First one, I didn't feel anything.
In fact, I didn't even remember it.
Yeah, I didn't feel anything.
A year later, a year later at my checkup, I guess, he's like, oh, yeah, you do for your second.
I'm like, all right, whatever.
And I think I probably got a flu shot at the same time.
So didn't think anything about it.
That night, shivering so hard in bed.
And I was like, what is?
I totally didn't put it together until the next day.
I'm like, what the hell is going?
on. I was so cold that I couldn't walk 10 feet to get a hoodie. Like I'm like, uh-uh.
Like I was just under, you know, where you pull the covers over and you're breathing to warm up
your little cocoon. Yeah. That's what I was doing. So, uh, and I woke up and was fine within like
an hour. It was like a 12 hour thing. Yeah, Aaron was lay sprawled out on the bathroom floor because
of the cool tiles she was so heated up from it
kind of like when she acts up and you have to put her in her place
just bleeding a little well because you don't want it on the carpets
you know and because it's easier for her to clean up when it's on the tiles
yeah yeah um no it is funny that i'm like oh i'm pro vex and then we both describe how
fucking destroy how much it destroys your body but not like shingles my friend jeff his wife
has shingles right now. He's supposed to be
on that golf trip with Malloy right now.
You know, they're in Utah.
There's like 10 of them. No, I know. Yeah, yeah. I heard
about this. Inner eye or something?
Yeah, eye, mouth.
And you can lose your vision. You can literally go blind
from shingles.
And it's
incredibly painful. They said
it's, it makes childbirth
seem like a one hour massage.
I don't know how the hell
Jeff can possibly stay there and pass.
up a golf trip when she's in such pain.
I know.
Jesus.
I know a few people that have gotten shingles.

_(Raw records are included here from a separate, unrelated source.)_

//! Single-threaded event runtime.
//!
//! Owns the page tree, the handler registry, and a deterministic timer
//! queue driven by a logical millisecond clock. All work happens as a
//! reaction to a dispatched event or an elapsed timer; handlers never run
//! concurrently. A handler must not re-enter itself (dispatching its own
//! event from inside itself); unrelated nested dispatch is fine.

use std::cell::RefCell;
use std::collections::HashMap;
use std::rc::Rc;

use crate::element::NodeId;
use crate::events::{EventKind, UiEvent};
use crate::page::Page;

/// Handler invoked when a matching event reaches its node.
type Handler = Rc<RefCell<dyn FnMut(&mut Runtime, &UiEvent)>>;

/// Deferred closure fired once the logical clock passes its deadline.
type TimerFn = Box<dyn FnOnce(&mut Runtime)>;

struct Timer {
    due_ms: u64,
    seq: u64,
    run: TimerFn,
}

pub struct Runtime {
    pub page: Page,
    handlers: HashMap<(NodeId, EventKind), Vec<Handler>>,
    timers: Vec<Timer>,
    now_ms: u64,
    timer_seq: u64,
    cancelled: bool,
}

impl Runtime {
    pub fn new() -> Self {
        Self {
            page: Page::new(),
            handlers: HashMap::new(),
            timers: Vec::new(),
            now_ms: 0,
            timer_seq: 0,
            cancelled: false,
        }
    }

    /// Current logical time in milliseconds.
    pub fn now_ms(&self) -> u64 {
        self.now_ms
    }

    /// Number of timers not yet fired.
    pub fn pending_timers(&self) -> usize {
        self.timers.len()
    }

    /// Register a handler for `kind` events on `node`. Handlers on the
    /// same node and kind run in registration order.
    pub fn on<F>(&mut self, node: NodeId, kind: EventKind, handler: F)
    where
        F: FnMut(&mut Runtime, &UiEvent) + 'static,
    {
        self.handlers
            .entry((node, kind))
            .or_default()
            .push(Rc::new(RefCell::new(handler)));
    }

    /// Deliver an event to every handler registered on its target.
    ///
    /// Returns `false` when some handler cancelled the default action
    /// (a submit that must not proceed). Events aimed at removed nodes
    /// are silently dropped.
    pub fn dispatch(&mut self, event: UiEvent) -> bool {
        if !self.page.contains(event.target) {
            tracing::debug!(node = event.target, kind = ?event.kind, "event for removed node dropped");
            return true;
        }
        let list = self
            .handlers
            .get(&(event.target, event.kind))
            .cloned()
            .unwrap_or_default();

        let outer = std::mem::replace(&mut self.cancelled, false);
        for handler in list {
            (&mut *handler.borrow_mut())(self, &event);
        }
        let proceed = !self.cancelled;
        self.cancelled = outer;
        proceed
    }

    /// Cancel the default action of the event currently being dispatched.
    pub fn prevent_default(&mut self) {
        self.cancelled = true;
    }

    /// Whether the event currently being dispatched was cancelled by an
    /// earlier handler.
    pub fn default_prevented(&self) -> bool {
        self.cancelled
    }

    /// Schedule `run` to fire once `delay_ms` has elapsed on the logical
    /// clock. Timers are fire-and-forget; a timer acting on a node that
    /// was removed in the meantime must check [`Page::contains`].
    pub fn set_timeout<F>(&mut self, delay_ms: u64, run: F)
    where
        F: FnOnce(&mut Runtime) + 'static,
    {
        let seq = self.timer_seq;
        self.timer_seq += 1;
        self.timers.push(Timer {
            due_ms: self.now_ms + delay_ms,
            seq,
            run: Box::new(run),
        });
    }

    /// Advance the logical clock by `delta_ms`, firing every timer that
    /// falls due, in deadline order (registration order on ties). Timers
    /// scheduled by other timers inside the same window fire too.
    pub fn advance(&mut self, delta_ms: u64) {
        let target = self.now_ms + delta_ms;
        loop {
            let next = self
                .timers
                .iter()
                .enumerate()
                .filter(|(_, t)| t.due_ms <= target)
                .min_by_key(|(_, t)| (t.due_ms, t.seq))
                .map(|(i, _)| i);
            let Some(index) = next else {
                break;
            };
            let timer = self.timers.swap_remove(index);
            self.now_ms = self.now_ms.max(timer.due_ms);
            (timer.run)(self);
        }
        self.now_ms = target;
    }

    // ---- dispatch shorthands ----

    pub fn click(&mut self, node: NodeId) -> bool {
        self.dispatch(UiEvent::new(EventKind::Click, node))
    }

    pub fn input(&mut self, node: NodeId) -> bool {
        self.dispatch(UiEvent::new(EventKind::Input, node))
    }

    pub fn blur(&mut self, node: NodeId) -> bool {
        self.dispatch(UiEvent::new(EventKind::Blur, node))
    }

    pub fn submit(&mut self, node: NodeId) -> bool {
        self.dispatch(UiEvent::new(EventKind::Submit, node))
    }

    pub fn pointer_enter(&mut self, node: NodeId) -> bool {
        self.dispatch(UiEvent::new(EventKind::PointerEnter, node))
    }

    pub fn pointer_leave(&mut self, node: NodeId) -> bool {
        self.dispatch(UiEvent::new(EventKind::PointerLeave, node))
    }
}

impl Default for Runtime {
    fn default() -> Self {
        Self::new()
    }
}
//! Integration test driving a full registry page headlessly:
//! navigation highlight, alert lifecycle, form validation, table
//! sorting, tooltips, and toasts wired together the way the
//! application boots them.

use cadastre_core::notification::Severity;
use cadastre_page::{NodeId, Runtime};
use cadastre_ui::{install_all, Notifications};

// ---------------------------------------------------------------------------
// Helpers
// ---------------------------------------------------------------------------

struct RegistryPage {
    rt: Runtime,
    nav_lands: NodeId,
    alert: NodeId,
    form: NodeId,
    land_id: NodeId,
    email: NodeId,
    table: NodeId,
    hash_badge: NodeId,
}

/// A page resembling the land listing: nav bar, one flash alert, a
/// transfer form, a sortable parcel table, and a tooltip'd hash badge.
fn build_page() -> RegistryPage {
    let mut rt = Runtime::new();
    let body = rt.page.body();

    let mut nav_lands = 0;
    for href in ["/", "/lands"] {
        let link = rt.page.create_element("a");
        rt.page.add_class(link, "nav-link");
        rt.page.set_attr(link, "href", href);
        rt.page.append_child(body, link);
        if href == "/lands" {
            nav_lands = link;
        }
    }

    let alert = rt.page.create_element("div");
    rt.page.add_class(alert, "alert");
    rt.page.set_text(alert, "Welcome back");
    rt.page.append_child(body, alert);

    let form = rt.page.create_element("form");
    rt.page.append_child(body, form);
    let field = |rt: &mut Runtime, name: &str, kind: &str| {
        let wrapper = rt.page.create_element("div");
        let input = rt.page.create_element("input");
        rt.page.set_attr(input, "name", name);
        rt.page.set_attr(input, "type", kind);
        rt.page.set_attr(input, "required", "");
        rt.page.append_child(form, wrapper);
        rt.page.append_child(wrapper, input);
        input
    };
    let land_id = field(&mut rt, "land_id", "text");
    let email = field(&mut rt, "owner_email", "email");

    let table = rt.page.create_element("table");
    rt.page.add_class(table, "data-table");
    rt.page.append_child(body, table);
    let thead = rt.page.create_element("thead");
    let header_row = rt.page.create_element("tr");
    rt.page.append_child(table, thead);
    rt.page.append_child(thead, header_row);
    let th = rt.page.create_element("th");
    rt.page.set_text(th, "Area");
    rt.page.append_child(header_row, th);
    let tbody = rt.page.create_element("tbody");
    rt.page.append_child(table, tbody);
    for area in ["10", "2", "33"] {
        let tr = rt.page.create_element("tr");
        let td = rt.page.create_element("td");
        rt.page.set_text(td, area);
        rt.page.append_child(tbody, tr);
        rt.page.append_child(tr, td);
    }

    let hash_badge = rt.page.create_element("span");
    rt.page.set_attr(hash_badge, "title", "Block hash");
    rt.page.append_child(body, hash_badge);

    install_all(&mut rt, "/lands");

    RegistryPage {
        rt,
        nav_lands,
        alert,
        form,
        land_id,
        email,
        table,
        hash_badge,
    }
}

fn init_tracing() {
    let _ = tracing_subscriber::fmt()
        .with_env_filter("cadastre_ui=debug")
        .with_test_writer()
        .try_init();
}

fn inline_error(rt: &Runtime, field: NodeId) -> Option<String> {
    let parent = rt.page.parent(field)?;
    let error = rt.page.child_by_class(parent, "field-error")?;
    Some(rt.page.text(error).to_string())
}

fn column_texts(rt: &Runtime, table: NodeId) -> Vec<String> {
    let tbody = rt
        .page
        .descendants(table)
        .into_iter()
        .find(|&n| rt.page.tag(n) == "tbody")
        .expect("tbody");
    rt.page
        .children(tbody)
        .into_iter()
        .map(|row| {
            let cell = rt.page.children(row)[0];
            rt.page.text(cell).to_string()
        })
        .collect()
}

// ---------------------------------------------------------------------------
// Tests
// ---------------------------------------------------------------------------

#[test]
fn current_nav_link_is_highlighted() {
    init_tracing();
    let page = build_page();
    assert!(page.rt.page.has_class(page.nav_lands, "active"));
}

#[test]
fn flash_alert_expires_on_its_own() {
    init_tracing();
    let mut page = build_page();
    assert!(page.rt.page.contains(page.alert));

    page.rt.advance(5300);
    assert!(!page.rt.page.contains(page.alert));
}

#[test]
fn invalid_transfer_form_cannot_submit() {
    init_tracing();
    let mut page = build_page();

    page.rt.page.set_value(page.land_id, "ab");
    page.rt.page.set_value(page.email, "clerk@registry");

    assert!(!page.rt.submit(page.form));
    assert_eq!(
        inline_error(&page.rt, page.land_id).as_deref(),
        Some("Land ID must be at least 3 characters long")
    );
    assert_eq!(
        inline_error(&page.rt, page.email).as_deref(),
        Some("Please enter a valid email address")
    );
}

#[test]
fn corrected_form_submits() {
    init_tracing();
    let mut page = build_page();

    page.rt.page.set_value(page.land_id, "ab");
    page.rt.page.set_value(page.email, "clerk@registry");
    assert!(!page.rt.submit(page.form));

    // Typing clears the stale errors immediately.
    page.rt.page.set_value(page.land_id, "LR-001");
    page.rt.input(page.land_id);
    assert!(inline_error(&page.rt, page.land_id).is_none());

    page.rt.page.set_value(page.email, "clerk@registry.gov");
    page.rt.input(page.email);

    assert!(page.rt.submit(page.form));
    assert!(inline_error(&page.rt, page.land_id).is_none());
    assert!(inline_error(&page.rt, page.email).is_none());
}

#[test]
fn parcel_table_sorts_and_reverses() {
    init_tracing();
    let mut page = build_page();
    let header = page
        .rt
        .page
        .descendants(page.table)
        .into_iter()
        .find(|&n| page.rt.page.tag(n) == "th")
        .expect("header");

    page.rt.click(header);
    assert_eq!(column_texts(&page.rt, page.table), vec!["2", "10", "33"]);

    page.rt.click(header);
    assert_eq!(column_texts(&page.rt, page.table), vec!["33", "10", "2"]);
}

#[test]
fn hash_badge_tooltip_appears_and_disappears() {
    init_tracing();
    let mut page = build_page();

    page.rt.pointer_enter(page.hash_badge);
    assert_eq!(page.rt.page.query_class("custom-tooltip").len(), 1);
    assert!(!page.rt.page.has_attr(page.hash_badge, "title"));

    page.rt.pointer_leave(page.hash_badge);
    assert!(page.rt.page.query_class("custom-tooltip").is_empty());
    assert_eq!(page.rt.page.attr(page.hash_badge, "title"), Some("Block hash"));
}

#[test]
fn toast_announces_a_recorded_transfer() {
    init_tracing();
    let mut page = build_page();
    let center = Notifications::new();

    let handle = center.notify(
        &mut page.rt,
        "Transfer recorded",
        Severity::Success,
        5000,
    );
    assert!(center.is_live(handle));

    page.rt.advance(5300);
    assert!(!center.is_live(handle));
    assert!(page.rt.page.query_class("notification").is_empty());
}

#[test]
fn unknown_severity_label_renders_as_info() {
    init_tracing();
    let mut page = build_page();
    let center = Notifications::new();

    cadastre_ui::notify(&mut page.rt, &center, "hello", "catastrophic", 0);
    let toast = page.rt.page.query_class("notification")[0];
    assert!(page.rt.page.has_class(toast, "notification-info"));
}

It's really, I would say if there's one vaccination you want to get, it's shingles.
But I think it's over the age of 50.
This mic is not working out.
So I got mine a little early.
What do you mean you got yours a little early?
All right.
All right.
So maybe I didn't.
Okay.
Ran around last night.
did four shows, did one of them at a early show at a country club, the fanciest country club in
L.A. They had me come in and...
Man of the people.
Well, here's the thing. You go do a show at a country club. When I do stand-up comedy,
it's implicit that I am the alpha in the room while I have the microphone.

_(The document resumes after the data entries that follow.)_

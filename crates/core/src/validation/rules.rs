//! Field snapshot and validation outcome types.

use serde::{Deserialize, Serialize};

/// Declared input kind, mirroring the form markup's `type` attribute.
#[derive(Debug, Clone, Copy, PartialEq, Eq, Serialize, Deserialize)]
#[serde(rename_all = "lowercase")]
pub enum FieldKind {
    Text,
    Email,
    Number,
}

impl FieldKind {
    /// Map a markup `type` attribute to a kind. Anything unrecognized
    /// (`checkbox`, `date`, ...) validates as plain text.
    pub fn from_attr(attr: &str) -> Self {
        match attr {
            "email" => Self::Email,
            "number" => Self::Number,
            _ => Self::Text,
        }
    }
}

/// A point-in-time copy of one form input.
#[derive(Debug, Clone, Serialize, Deserialize)]
pub struct FieldSnapshot {
    /// The input's `name` attribute.
    pub name: String,
    /// Raw value as currently entered.
    pub value: String,
    /// Whether the input carries the `required` attribute.
    pub required: bool,
    /// Declared kind.
    pub kind: FieldKind,
}

impl FieldSnapshot {
    /// Create a plain-text, optional snapshot.
    pub fn new(name: impl Into<String>, value: impl Into<String>) -> Self {
        Self {
            name: name.into(),
            value: value.into(),
            required: false,
            kind: FieldKind::Text,
        }
    }

    /// Mark the field as required.
    pub fn required(mut self) -> Self {
        self.required = true;
        self
    }

    /// Set the declared kind.
    pub fn with_kind(mut self, kind: FieldKind) -> Self {
        self.kind = kind;
        self
    }
}

/// Result of validating a single field.
#[derive(Debug, Clone, PartialEq, Eq, Serialize, Deserialize)]
#[serde(tag = "status", rename_all = "lowercase")]
pub enum FieldOutcome {
    Valid,
    Invalid { message: String },
}

impl FieldOutcome {
    pub(crate) fn invalid(message: &str) -> Self {
        Self::Invalid {
            message: message.to_string(),
        }
    }

    pub fn is_valid(&self) -> bool {
        matches!(self, Self::Valid)
    }

    /// The inline message to surface, if any.
    pub fn message(&self) -> Option<&str> {
        match self {
            Self::Valid => None,
            Self::Invalid { message } => Some(message),
        }
    }
}

/// A single field that failed validation.
#[derive(Debug, Clone, PartialEq, Eq, Serialize, Deserialize)]
pub struct FieldViolation {
    pub field: String,
    pub message: String,
}

/// Aggregated result of validating every field in a form.
#[derive(Debug, Clone, Serialize, Deserialize)]
pub struct FormOutcome {
    pub is_valid: bool,
    pub violations: Vec<FieldViolation>,
}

And now you go and you tell jokes to a bunch of billionaires and they're sitting there in their
golf you know they're expensive golf sweaters and they've got the the loafers with the tassels
and and they just they're not seating in their country club they're not giving up the power
for a no no of course not you're not even they could have you kicked out in any second and i walk
in and i've got on my little cap and uh and then immediately like the matron d runs over he's like
sir you have to take your hat off i said why do i have to take my hat
off. He's like, there's no hats in the clubhouse. Oh, God. And this is the guy, and I've played at these
courses, they don't let you, you have to tuck your golf shirt in while you're playing. And then
I was on my cell phone in the back. And the same guy comes over, he goes, sir, you cannot, you cannot have a
cell phone. I go, you can't look at your cell phone in the entire clubhouse? Not a chance, not in
Florida, not in my dad's clubs. And I just thought to myself, here's these guys.

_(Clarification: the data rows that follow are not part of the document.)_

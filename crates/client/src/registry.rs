//! Registry lookups with normalized failure values.
//!
//! Both operations are consumed directly by UI flows and therefore never
//! return an error: failures are logged and folded into a payload the
//! caller can render. The success body shape is owned by the server and
//! passed through opaquely.

use serde_json::{json, Value};

use crate::api::RegistryApi;

impl RegistryApi {
    /// Look up the details of a land parcel.
    ///
    /// Returns the decoded body of `GET /api/land/{id}`, or
    /// `{"success": false, "message": "Error looking up land details"}`
    /// on any failure.
    pub async fn lookup_land(&self, land_id: &str) -> Value {
        match self.get_json::<Value>(&format!("/api/land/{land_id}")).await {
            Ok(body) => body,
            Err(error) => {
                tracing::warn!(%land_id, %error, "land lookup failed");
                json!({ "success": false, "message": "Error looking up land details" })
            }
        }
    }

    /// Ask the server to verify its ownership chain.
    ///
    /// Returns the decoded body of `GET /api/verify`, or
    /// `{"valid": false, "message": "Error verifying blockchain"}` on any
    /// failure.
    pub async fn verify_chain(&self) -> Value {
        match self.get_json::<Value>("/api/verify").await {
            Ok(body) => body,
            Err(error) => {
                tracing::warn!(%error, "chain verification failed");
                json!({ "valid": false, "message": "Error verifying blockchain" })
            }
        }
    }
}
//! Auto-dismissing alert banners.
//!
//! Server-rendered `.alert` elements fade out after five seconds or when
//! their injected close button is clicked; either way the element
//! detaches 300 ms after the fade starts. Both paths are idempotent.

use cadastre_page::{EventKind, NodeId, Runtime};

/// Delay before an alert dismisses itself.
const AUTO_DISMISS_MS: u64 = 5000;

/// How long the fade runs before the element detaches.
const FADE_OUT_MS: u64 = 300;

/// Wire every `.alert` currently in the page.
pub fn install(rt: &mut Runtime) {
    for alert in rt.page.query_class("alert") {
        bind_alert(rt, alert);
    }
}

/// Give one alert its close button and auto-dismiss timer.
pub fn bind_alert(rt: &mut Runtime, alert: NodeId) {
    rt.set_timeout(AUTO_DISMISS_MS, move |rt| {
        fade_out(rt, alert);
    });

    let close = rt.page.create_element("button");
    rt.page.add_class(close, "alert-close");
    rt.page.set_text(close, "\u{d7}");
    rt.page.set_style(close, "cursor", "pointer");
    rt.page.set_style(close, "margin-left", "auto");
    rt.page.append_child(alert, close);

    rt.on(close, EventKind::Click, move |rt, _| {
        fade_out(rt, alert);
    });
}

fn fade_out(rt: &mut Runtime, alert: NodeId) {
    if !rt.page.contains(alert) {
        return;
    }
    rt.page.set_style(alert, "opacity", "0");
    rt.set_timeout(FADE_OUT_MS, move |rt| {
        rt.page.remove(alert);
    });
}
use crate::control_messages::WireMessage;
use crate::fault::WsrmFault;
use std::sync::Mutex;
use tokio::sync::watch;
use tracing::{debug, warn};
use uuid::Uuid;

/// Lifecycle of a reliable session. `Faulted` is terminal and reachable from every
///  non-terminal state; the regular path is Created -> Opening -> Opened -> Closing
///  -> Closed.
#[derive(Copy, Clone, Eq, PartialEq, Debug)]
pub enum SessionState {
    Created,
    Opening,
    Opened,
    Closing,
    Closed,
    Faulted,
}

/// Shared per-session identity, lifecycle state and the fault funnel.
///
/// Every fault - locally detected, received from the peer or caused by an unexpected
///  error - goes through exactly one of the `on_*` methods here, which makes faulting
///  idempotent: the first fault wins, every later one is dropped. State changes are
///  published through a watch channel so receive loops and blocked waiters can react.
pub struct ReliableSession {
    /// Identifies the sequence this endpoint receives on.
    input_id: Uuid,
    /// Identifies the sequence this endpoint sends on.
    output_id: Uuid,
    state: watch::Sender<SessionState>,
    fault: Mutex<Option<WsrmFault>>,
}

impl ReliableSession {
    pub fn new(input_id: Uuid, output_id: Uuid) -> ReliableSession {
        let (state, _) = watch::channel(SessionState::Created);
        ReliableSession { input_id, output_id, state, fault: Mutex::new(None) }
    }

    pub fn input_id(&self) -> Uuid {
        self.input_id
    }

    pub fn output_id(&self) -> Uuid {
        self.output_id
    }

    pub fn state(&self) -> SessionState {
        *self.state.borrow()
    }

    /// A receiver for reacting to lifecycle changes, most importantly to `Faulted`.
    pub fn subscribe(&self) -> watch::Receiver<SessionState> {
        self.state.subscribe()
    }

    pub fn is_faulted(&self) -> bool {
        self.state() == SessionState::Faulted
    }

    pub fn is_terminal(&self) -> bool {
        matches!(self.state(), SessionState::Closed | SessionState::Faulted)
    }

    /// The fault that killed the session, if any.
    #[allow(clippy::unwrap_used)]
    pub fn fault(&self) -> Option<WsrmFault> {
        self.fault.lock().unwrap().clone()
    }

    pub fn begin_open(&self) {
        self.transition(SessionState::Created, SessionState::Opening);
    }

    pub fn on_opened(&self) {
        self.transition(SessionState::Opening, SessionState::Opened);
    }

    /// Convenience for channels whose open has no asynchronous part.
    pub fn open(&self) {
        self.begin_open();
        self.on_opened();
    }

    pub fn begin_close(&self) {
        self.transition(SessionState::Opened, SessionState::Closing);
    }

    pub fn on_closed(&self) {
        self.transition(SessionState::Closing, SessionState::Closed);
    }

    fn transition(&self, from: SessionState, to: SessionState) {
        self.state.send_if_modified(|state| {
            if *state == from {
                *state = to;
                true
            }
            else {
                false
            }
        });
    }

    /// A protocol violation or retry exhaustion was detected locally. Faults the session
    ///  and returns the fault message to transmit to the peer - or `None` if the session
    ///  already reached a terminal state and nothing should be sent.
    pub fn on_local_fault(&self, fault: WsrmFault) -> Option<WireMessage> {
        if !self.enter_faulted(fault.clone()) {
            return None;
        }
        warn!("session (in {} / out {}) faulted locally: {}", self.input_id, self.output_id, fault);
        Some(WireMessage::fault(fault))
    }

    /// The peer sent a fault message. Faults the session without replying.
    pub fn on_remote_fault(&self, fault: WsrmFault) {
        if self.enter_faulted(fault.clone()) {
            warn!(
                "session (in {} / out {}) faulted by the peer: {}",
                self.input_id, self.output_id, fault
            );
        }
    }

    /// An error outside the protocol's fault taxonomy (e.g. a broken transport). Faults
    ///  the session locally; there is no protocol fault to transmit.
    pub fn on_unknown_exception(&self, error: &anyhow::Error) {
        let newly_faulted = self.state.send_if_modified(|state| {
            if matches!(state, SessionState::Closed | SessionState::Faulted) {
                false
            }
            else {
                *state = SessionState::Faulted;
                true
            }
        });
        if newly_faulted {
            warn!(
                "session (in {} / out {}) faulted by an unexpected error: {}",
                self.input_id, self.output_id, error
            );
        }
        else {
            debug!("error after session end, dropped: {}", error);
        }
    }

    /// Records the fault and moves to `Faulted`. Returns false if the session was
    ///  already terminal (first fault wins, faults after a clean close are dropped).
    #[allow(clippy::unwrap_used)]
    fn enter_faulted(&self, fault: WsrmFault) -> bool {
        let newly_faulted = self.state.send_if_modified(|state| {
            if matches!(state, SessionState::Closed | SessionState::Faulted) {
                false
            }
            else {
                *state = SessionState::Faulted;
                true
            }
        });
        if newly_faulted {
            *self.fault.lock().unwrap() = Some(fault);
        }
        newly_faulted
    }
}
use crate::sequence_range::SequenceNumber;
use std::collections::BTreeMap;
use tokio::sync::mpsc;
use tracing::trace;

/// Buffers accepted inbound items up to the transfer window quota and decides when an item
///  may be released to the application dispatch path.
///
/// Released items flow into an unbounded channel drained by the owning channel's
///  `receive()` call; `enqueued_count` covers everything from acceptance until the
///  application takes the item, which is what the acknowledgement's buffer-remaining hint
///  is computed from.
pub struct DeliveryStrategy<T> {
    quota: usize,
    enqueued_count: usize,
    dispatch: mpsc::UnboundedSender<T>,
    mode: DeliveryMode<T>,
    disposed: bool,
}

enum DeliveryMode<T> {
    /// Releases every accepted item immediately.
    Unordered,
    /// Releases items in strict sequence order, buffering until the contiguous prefix
    ///  starting at `next` is available.
    Ordered { next: SequenceNumber, pending: BTreeMap<SequenceNumber, T> },
}

impl<T> DeliveryStrategy<T> {
    pub fn unordered(quota: usize, dispatch: mpsc::UnboundedSender<T>) -> DeliveryStrategy<T> {
        DeliveryStrategy {
            quota,
            enqueued_count: 0,
            dispatch,
            mode: DeliveryMode::Unordered,
            disposed: false,
        }
    }

    pub fn ordered(quota: usize, dispatch: mpsc::UnboundedSender<T>) -> DeliveryStrategy<T> {
        DeliveryStrategy {
            quota,
            enqueued_count: 0,
            dispatch,
            mode: DeliveryMode::Ordered { next: 1, pending: BTreeMap::new() },
            disposed: false,
        }
    }

    pub fn enqueued_count(&self) -> usize {
        self.enqueued_count
    }

    /// Window-capacity check for a candidate sequence number.
    pub fn can_enqueue(&self, sequence_number: SequenceNumber) -> bool {
        if self.disposed || self.enqueued_count >= self.quota {
            return false;
        }
        match &self.mode {
            DeliveryMode::Unordered => true,
            DeliveryMode::Ordered { next, .. } => sequence_number < next + self.quota as i64,
        }
    }

    /// Accepts an item. Returns true iff at least one item became releasable to the
    ///  application - for the unordered variant that is every accepted item, for the
    ///  ordered variant only when the contiguous prefix advanced.
    pub fn enqueue(&mut self, item: T, sequence_number: SequenceNumber) -> bool {
        debug_assert!(!self.disposed);
        self.enqueued_count += 1;

        match &mut self.mode {
            DeliveryMode::Unordered => {
                self.dispatch.send(item).ok();
                true
            }
            DeliveryMode::Ordered { next, pending } => {
                pending.insert(sequence_number, item);
                if sequence_number != *next {
                    trace!("buffering out-of-order message #{}, next expected #{}", sequence_number, next);
                    return false;
                }

                while let Some(releasable) = pending.remove(next) {
                    self.dispatch.send(releasable).ok();
                    *next += 1;
                }
                true
            }
        }
    }

    /// The application took one released item; frees up window capacity.
    pub fn dispatched(&mut self) {
        self.enqueued_count = self.enqueued_count.saturating_sub(1);
    }

    /// Abandons buffered items on shutdown or fault. Idempotent.
    pub fn dispose(&mut self) {
        if self.disposed {
            return;
        }
        self.disposed = true;
        if let DeliveryMode::Ordered { pending, .. } = &mut self.mode {
            pending.clear();
        }
        self.enqueued_count = 0;
    }
}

who are the titans of industry they had their entrepreneurial or they inherited a lot of money
probably half and half and but here they are they're in a position where life is their oyster
they can do whatever the fuck they want and then they go and they spend a hundred grand a year
to go to a place where they tell them not to do this and not to do that it's like it's like
sadomasochism yeah no i know i think a lot of
And they don't want to see the news, right?
A lot of these period in the club, like, it's like, ah, it's a bad reminder that, oh, we're doing evil.
Yeah.
Well, these guys were, they were very nice guys.
Everybody was very polite.
And I bombed, but I made a tremendous amount of money.
And they kept cutting my time down because the guy who went on ahead of me was not doing well.
And so I only had to do like 10 minutes.
And they gave me an envelope stuffed with cash on the,
the way out and I was and I got a nice steak look at you yeah it was good it's kind of like going
it's it's a little similar to going to Saudi Arabia to do a show good for you Greg I was hanging out
I was hanging out with spade last night at the at the at the store and we're talking about all the
the comics I go did you get an offer to do Riyadh and um I can't I think he turned it down or
And I was like, what about like Pete Davidson, whose father died in 9-11?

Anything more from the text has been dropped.